Atualmente, e cada vez mais, a cultura do consumo se fortalece devido ao empoderamento econômico das pessoas e as crianças são vistas pela publicidade como alguém com forte potencial para influenciar as escolhas das famílias. Assim, a estratégia de relacionar muitos produtos com personagens infantis e com o brincar já demonstra resultados bem sucedidos. É preciso que os adultos repensem suas escolhas e reflitam junto das crianças sobre alternativas de brinquedos que não tenham o consumo como objetivo.

Outro elemento bastante visível no mundo atual é a mudança nas formas do brincar e na característica dos brinquedos, em certa medida, consequência do avanço da tecnologia que seduz cada vez mais as crianças em preferir brinquedos estruturados e equipamentos eletrônicos como o computador e o videogame.
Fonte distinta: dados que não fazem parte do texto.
//! Stage tracker: merges stage results into a pipeline run's metrics.
//!
//! Ported from the original `tracking.py`'s `StageTracker`. It never flips
//! the run's overall status itself — that remains the orchestrator's job.

use crate::models::{PipelineRun, PipelineRunStatus};
use crate::pipeline::StageResult;
use tracing::{info, warn};

/// Binds a [`PipelineRun`] and records [`StageResult`]s into its metrics.
pub struct StageTracker<'a> {
    run: &'a mut PipelineRun,
}

impl<'a> StageTracker<'a> {
    pub fn new(run: &'a mut PipelineRun) -> Self {
        Self { run }
    }

    /// Merges `result` into `aird_stages[stage_name]` and updates
    /// `aird_stages_completed` (append on success, remove on failure).
    pub fn record_stage_result(&mut self, result: &StageResult) {
        let stage_value = serde_json::to_value(result).unwrap_or(serde_json::Value::Null);
        self.run
            .metrics
            .aird_stages
            .insert(result.stage_name.clone(), stage_value);

        match result.status {
            crate::pipeline::StageStatus::Succeeded => {
                if !self.run.metrics.aird_stages_completed.contains(&result.stage_name) {
                    self.run.metrics.aird_stages_completed.push(result.stage_name.clone());
                }
            }
            crate::pipeline::StageStatus::Failed => {
                self.run.metrics.aird_stages_completed.retain(|name| name != &result.stage_name);
            }
            crate::pipeline::StageStatus::Skipped => {}
        }

        if result.status == crate::pipeline::StageStatus::Failed && self.run.status == PipelineRunStatus::Running {
            warn!(stage = %result.stage_name, "stage failed; pipeline status left to orchestrator");
        }

        info!(stage = %result.stage_name, status = ?result.status, "recorded stage result");
    }

    pub fn get_stage_result(&self, stage_name: &str) -> Option<&serde_json::Value> {
        self.run.metrics.aird_stages.get(stage_name)
    }

    pub fn completed_stages(&self) -> &[String] {
        &self.run.metrics.aird_stages_completed
    }
}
Ao ficar somente com essas opções, observa-se uma crescente falta de interação entre as crianças, o desinteresse das mesmas por brinquedos tradicionais e que não têm muitos recursos e a existência de brinquedos que podem trazer uma ideia estereotipada do que são brincadeiras para meninos e meninas, pautados em modelos de cores e de pessoas (em geral bonecas de pele branca com cabelos louros…).

Nesse sentido, entende-se que o papel da família e da escola é o de aprofundar esse debate, na busca de outras formas de organização dos tempos para o brincar, com momentos amplos e livres, onde as crianças interajam entre si e com os adultos, optando por brinquedos com propostas mais atrativas às crianças e incentivando o contato e interesse por materiais diversos como panos, embalagens coloridas, cordas e materiais naturais como areia, água, argila…

Viver a(s) Infância(s) e ser feliz implica em ter mais momentos para brincar sozinho ou com seus pares, brincar por inteiro, corporalmente e emocionalmente, vivenciando novas experiências, o faz-de-conta, o seu imaginário e sentindo-se livre para criar. Criança que brinca é mais feliz e, certamente, será um adulto melhor!
                                                                                                 
   Por Soeli Terezinha Pereira
outubro 23, 2012 por Fundação Abrinq


Soeli Terezinha Pereira é pedagoga e assessora educacional da Rede Marista de Solidariedade, Grupo Marista. Atua com projetos da área Educacional e no acompanhamento dos processos de gestão, pedagógicos e de formação em Unidades Educacionais e Sociais que compõem a Rede, com foco na Infância e na Educação Infantil. É uma das organizadoras do livro “Educação Infantil: Reflexões e práticas para a produção de sentidos” (Editora Universitária Champagnat, 2012).